* EXERCISE DESCRIPTION
Your answer should consist of each line below that includes the word "east".

* DATA LISTING
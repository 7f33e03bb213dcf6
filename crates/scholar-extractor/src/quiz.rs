//! Multiple-choice quiz generation
//!
//! Each long enough sentence is turned into a cloze question whose answer
//! is a number or a proper noun. Distractors are drawn from corpus-wide
//! pools of the same kind, so a year is offered alongside other years and
//! a name alongside other names.
//!
//! Distractor draws and option order come from an injected random source.
//! Use a seeded generator for reproducible output; with an entropy-seeded
//! generator the option order differs between runs.

use indexmap::IndexSet;
use once_cell::sync::Lazy;
use rand::seq::SliceRandom;
use rand::{Rng, SeedableRng};
use rand_chacha::ChaCha8Rng;
use regex::Regex;

use scholar_core::{QuestionKind, QuizQuestion, MASK_PLACEHOLDER};

use crate::segmenter::sentences;
use crate::text::{
    char_len, clean_sentence, has_digit, mask_first, starts_uppercase, strip_punctuation, tokens,
};
use crate::Extractor;

/// Only the first sentences are considered
pub const MAX_SENTENCES: usize = 500;

/// Options per question, including the correct answer
pub const OPTION_COUNT: usize = 4;

const MIN_TOKENS: usize = 10;
const MAX_DRAW_ATTEMPTS: usize = 20;
const MIN_NOUN_TARGET_LEN: usize = 5;
const MIN_POOL_NOUN_LEN: usize = 4;
const MARKS_PER_QUESTION: u32 = 1;

static PROPER_NOUN: Lazy<Regex> = Lazy::new(|| Regex::new(r"^[A-Z][a-z]+$").unwrap());
static NUMBER: Lazy<Regex> = Lazy::new(|| Regex::new(r"^[0-9]+$").unwrap());

// ============================================================================
// Candidate Pools
// ============================================================================

/// What kind of token a question asks for
#[derive(Debug, Clone, Copy, PartialEq, Eq)]
pub enum TargetKind {
    Number,
    ProperNoun,
}

/// Distractor candidates collected once from the whole corpus.
///
/// Built before any sentence is processed and only read afterwards.
#[derive(Debug, Clone, Default)]
pub struct CandidatePools {
    proper_nouns: IndexSet<String>,
    numbers: IndexSet<String>,
    /// Every whitespace token, punctuation stripped, duplicates kept
    words: Vec<String>,
}

impl CandidatePools {
    /// Collect pools from the entire corpus (not per sentence)
    pub fn from_corpus(corpus: &str) -> Self {
        let words: Vec<String> = corpus.split_whitespace().map(strip_punctuation).collect();

        let proper_nouns = words
            .iter()
            .filter(|w| PROPER_NOUN.is_match(w) && char_len(w) > MIN_POOL_NOUN_LEN)
            .cloned()
            .collect();
        let numbers = words.iter().filter(|w| NUMBER.is_match(w)).cloned().collect();

        Self {
            proper_nouns,
            numbers,
            words,
        }
    }

    pub fn proper_nouns(&self) -> &IndexSet<String> {
        &self.proper_nouns
    }

    pub fn numbers(&self) -> &IndexSet<String> {
        &self.numbers
    }

    /// Pool matching a target kind
    pub fn pool(&self, kind: TargetKind) -> &IndexSet<String> {
        match kind {
            TargetKind::Number => &self.numbers,
            TargetKind::ProperNoun => &self.proper_nouns,
        }
    }

    fn draw<'a, R: Rng + ?Sized>(pool: &'a IndexSet<String>, rng: &mut R) -> Option<&'a str> {
        if pool.is_empty() {
            return None;
        }
        pool.get_index(rng.gen_range(0..pool.len()))
            .map(String::as_str)
    }

    fn random_word<R: Rng + ?Sized>(&self, rng: &mut R) -> Option<&str> {
        self.words.choose(rng).map(String::as_str)
    }

    /// Gather `OPTION_COUNT` unique options starting with `answer`.
    ///
    /// Up to 20 draws from the matching pool, then one whole-corpus word as
    /// a last resort. Returns `None` when four options cannot be assembled.
    pub fn assemble_options<R: Rng + ?Sized>(
        &self,
        answer: &str,
        kind: TargetKind,
        rng: &mut R,
    ) -> Option<Vec<String>> {
        let mut options: IndexSet<String> = IndexSet::new();
        options.insert(answer.to_string());

        let pool = self.pool(kind);
        let mut attempts = 0;
        while options.len() < OPTION_COUNT && attempts < MAX_DRAW_ATTEMPTS {
            if let Some(candidate) = Self::draw(pool, &mut *rng) {
                if candidate != answer {
                    options.insert(candidate.to_string());
                }
            }
            attempts += 1;
        }

        if options.len() < OPTION_COUNT {
            if let Some(word) = self.random_word(&mut *rng) {
                if !word.is_empty() && word != answer {
                    options.insert(word.to_string());
                }
            }
        }

        (options.len() == OPTION_COUNT).then(|| options.into_iter().collect())
    }
}

// ============================================================================
// Target Selection
// ============================================================================

/// The token a question masks
#[derive(Debug, Clone, Copy, PartialEq, Eq)]
pub struct Target<'a> {
    pub raw: &'a str,
    pub kind: TargetKind,
}

/// First token with a digit; otherwise the first non-initial capitalized
/// token longer than five characters once punctuation is stripped.
pub fn find_target<'a>(words: &[&'a str]) -> Option<Target<'a>> {
    if let Some(&raw) = words.iter().find(|w| has_digit(w)) {
        return Some(Target {
            raw,
            kind: TargetKind::Number,
        });
    }

    words
        .iter()
        .enumerate()
        .skip(1)
        .find(|(_, w)| {
            starts_uppercase(w) && char_len(&strip_punctuation(w)) > MIN_NOUN_TARGET_LEN
        })
        .map(|(_, &raw)| Target {
            raw,
            kind: TargetKind::ProperNoun,
        })
}

// ============================================================================
// Quiz Generator
// ============================================================================

/// Generates four-option multiple-choice questions
#[derive(Debug, Clone, Copy, Default)]
pub struct QuizGenerator {
    seed: Option<u64>,
}

impl QuizGenerator {
    /// Generator drawing from OS entropy on every run
    pub fn new() -> Self {
        Self { seed: None }
    }

    /// Generator with a fixed seed; output is fully reproducible
    pub fn seeded(seed: u64) -> Self {
        Self { seed: Some(seed) }
    }

    /// Set or clear the seed
    pub fn with_seed(mut self, seed: Option<u64>) -> Self {
        self.seed = seed;
        self
    }

    pub fn seed(&self) -> Option<u64> {
        self.seed
    }

    /// Generate questions using a caller-supplied random source
    pub fn generate<R: Rng + ?Sized>(&self, corpus: &str, rng: &mut R) -> Vec<QuizQuestion> {
        let pools = CandidatePools::from_corpus(corpus);
        tracing::trace!(
            proper_nouns = pools.proper_nouns().len(),
            numbers = pools.numbers().len(),
            "built distractor pools"
        );

        let mut questions = Vec::new();
        for (idx, sentence) in sentences(corpus).take(MAX_SENTENCES).enumerate() {
            let cleaned = clean_sentence(sentence);
            if cleaned.contains(MASK_PLACEHOLDER) {
                continue;
            }
            let words = tokens(&cleaned);
            if words.len() < MIN_TOKENS {
                continue;
            }

            let Some(target) = find_target(&words) else {
                continue;
            };

            let answer = strip_punctuation(target.raw);
            let Some(mut options) = pools.assemble_options(&answer, target.kind, &mut *rng) else {
                tracing::trace!(idx, answer = %answer, "not enough distractors");
                continue;
            };
            options.shuffle(&mut *rng);

            questions.push(QuizQuestion {
                id: format!("q-{idx}"),
                kind: QuestionKind::Mcq,
                question: mask_first(&cleaned, target.raw),
                options,
                correct_answer: answer,
                marks: MARKS_PER_QUESTION,
            });
        }

        tracing::debug!(count = questions.len(), "generated quiz questions");
        questions
    }

    fn rng(&self) -> ChaCha8Rng {
        match self.seed {
            Some(seed) => ChaCha8Rng::seed_from_u64(seed),
            None => ChaCha8Rng::from_entropy(),
        }
    }
}

impl Extractor for QuizGenerator {
    type Output = QuizQuestion;

    fn extract(&self, corpus: &str) -> Vec<QuizQuestion> {
        let mut rng = self.rng();
        self.generate(corpus, &mut rng)
    }
}

// ============================================================================
// Tests
// ============================================================================

#[cfg(test)]
mod tests {
    use super::*;
    use std::collections::HashSet;

    const NAPOLEON: &str = "Napoleon Bonaparte was born on the island of Corsica in 1769 to a modest family. \
        He rose through the ranks of the French army during the revolution of 1789 and beyond. \
        In 1799 he staged a coup and made himself First Consul of the French Republic. \
        He crowned himself Emperor of the French at Notre-Dame in 1804 before a large crowd. \
        After the disastrous invasion of Russia in 1812 his power began to fade quickly. \
        He was finally defeated at Waterloo in 1815 by Wellington and Blucher together. \
        The great armies of the allies marched against Napoleon across the frozen plains of Prussia. \
        He died in exile on the remote island of Helena in 1821 after a long illness.";

    fn assert_well_formed(q: &QuizQuestion) {
        assert_eq!(q.options.len(), OPTION_COUNT, "{q:?}");
        let unique: HashSet<&String> = q.options.iter().collect();
        assert_eq!(unique.len(), OPTION_COUNT, "{q:?}");
        assert!(q.options.contains(&q.correct_answer), "{q:?}");
        assert_eq!(q.question.matches(MASK_PLACEHOLDER).count(), 1, "{q:?}");
        assert_eq!(q.marks, 1);
        assert_eq!(q.kind, QuestionKind::Mcq);
    }

    #[test]
    fn test_pools() {
        let pools = CandidatePools::from_corpus(
            "Paris, London and Rome (1804) hosted Napoleon. Napoleon came 12 times; Berlin.",
        );

        let nouns: Vec<&str> = pools.proper_nouns().iter().map(String::as_str).collect();
        assert_eq!(nouns, vec!["Paris", "London", "Napoleon", "Berlin"]);

        let numbers: Vec<&str> = pools.numbers().iter().map(String::as_str).collect();
        assert_eq!(numbers, vec!["1804", "12"]);
    }

    #[test]
    fn test_find_target_prefers_numbers() {
        let words = tokens("The Emperor Napoleon was crowned in 1804 at Paris.");
        let target = find_target(&words).unwrap();
        assert_eq!(target.raw, "1804");
        assert_eq!(target.kind, TargetKind::Number);
    }

    #[test]
    fn test_find_target_noun_fallback() {
        let words = tokens("Soldiers of Napoleon fought at Austerlitz.");
        let target = find_target(&words).unwrap();
        assert_eq!(target.raw, "Napoleon");
        assert_eq!(target.kind, TargetKind::ProperNoun);

        // Sentence-initial and short capitalized tokens are ignored
        let words = tokens("Napoleon met Ney and Murat there.");
        assert!(find_target(&words).is_none());
    }

    #[test]
    fn test_questions_are_well_formed() {
        let questions = QuizGenerator::seeded(7).extract(NAPOLEON);

        assert!(!questions.is_empty());
        for q in &questions {
            assert_well_formed(q);
        }
    }

    #[test]
    fn test_numeric_question_content() {
        let questions = QuizGenerator::seeded(11).extract(NAPOLEON);
        let q = questions.iter().find(|q| q.id == "q-0").unwrap();

        assert_eq!(q.correct_answer, "1769");
        assert_eq!(
            q.question,
            "Napoleon Bonaparte was born on the island of Corsica in ________ to a modest family."
        );
        // Numeric answers only get numeric distractors from the pool
        for option in &q.options {
            assert!(option.chars().all(|c| c.is_ascii_digit()), "{option}");
        }
    }

    #[test]
    fn test_noun_question_content() {
        let questions = QuizGenerator::seeded(3).extract(NAPOLEON);
        let q = questions.iter().find(|q| q.id == "q-6").unwrap();

        assert_eq!(q.correct_answer, "Napoleon");
        assert!(q.question.contains("marched against ________ across"));
    }

    #[test]
    fn test_short_sentences_skipped() {
        let questions = QuizGenerator::seeded(1)
            .extract("Napoleon was born in 1769. He died in 1821. Years 1800 1801 1802 1803.");
        assert!(questions.is_empty());
    }

    #[test]
    fn test_empty_pool_skips_question() {
        // Only one number in the whole corpus: the answer has no distractors
        let questions = QuizGenerator::seeded(5)
            .extract("The long and difficult campaign in the east finally ended in 1812 with retreat.");
        assert!(questions.is_empty());
    }

    #[test]
    fn test_small_pool_never_short_of_options() {
        let corpus = "The long and difficult campaign in the east finally ended in 1812 with retreat. \
                      Other years: 1805 1807.";
        let mut used_fallback = false;
        for seed in 0..20 {
            let questions = QuizGenerator::seeded(seed).extract(corpus);
            assert!(questions.len() <= 1);
            for q in &questions {
                assert_well_formed(q);
                // Two numeric distractors exist; the fourth option is a corpus word
                let numeric = q
                    .options
                    .iter()
                    .filter(|o| o.chars().all(|c| c.is_ascii_digit()))
                    .count();
                assert_eq!(numeric, 3, "{q:?}");
                used_fallback = true;
            }
        }
        assert!(used_fallback, "no seed completed the options with a corpus word");
    }

    #[test]
    fn test_sentence_with_existing_blank_skipped() {
        let corpus = "Fill the ________ blank about the battle of Austerlitz in 1805 today please. \
                      The armies met again at Jena in 1806 and at Wagram in 1809 and at Borodino in 1812.";
        let questions = QuizGenerator::seeded(4).extract(corpus);

        assert!(questions.iter().all(|q| q.id != "q-0"));
        for q in &questions {
            assert_well_formed(q);
        }
    }

    #[test]
    fn test_same_seed_same_output() {
        let a = QuizGenerator::seeded(42).extract(NAPOLEON);
        let b = QuizGenerator::seeded(42).extract(NAPOLEON);
        assert_eq!(a, b);
    }

    #[test]
    fn test_unseeded_runs_checked_by_option_set() {
        // Option order (and distractor choice) is random without a seed.
        // Only order-independent properties are compared across runs.
        let a = QuizGenerator::new().extract(NAPOLEON);
        let b = QuizGenerator::new().extract(NAPOLEON);

        let ids = |qs: &[QuizQuestion]| qs.iter().map(|q| q.id.clone()).collect::<Vec<_>>();
        let answers = |qs: &[QuizQuestion]| {
            qs.iter()
                .map(|q| (q.id.clone(), q.correct_answer.clone(), q.question.clone()))
                .collect::<Vec<_>>()
        };

        for q in a.iter().chain(b.iter()) {
            assert_well_formed(q);
        }
        // Every target has a rich pool, so both runs emit the same
        // questions even when their options differ
        assert_eq!(ids(&a), ids(&b));
        assert_eq!(answers(&a), answers(&b));
    }

    #[test]
    fn test_empty() {
        assert!(QuizGenerator::seeded(0).extract("").is_empty());
    }
}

* ANSWER SECTION
            .extract("The long and difficult campaign in the east finally ended in 1812 with retreat.");
        let corpus = "The long and difficult campaign in the east finally ended in 1812 with retreat. \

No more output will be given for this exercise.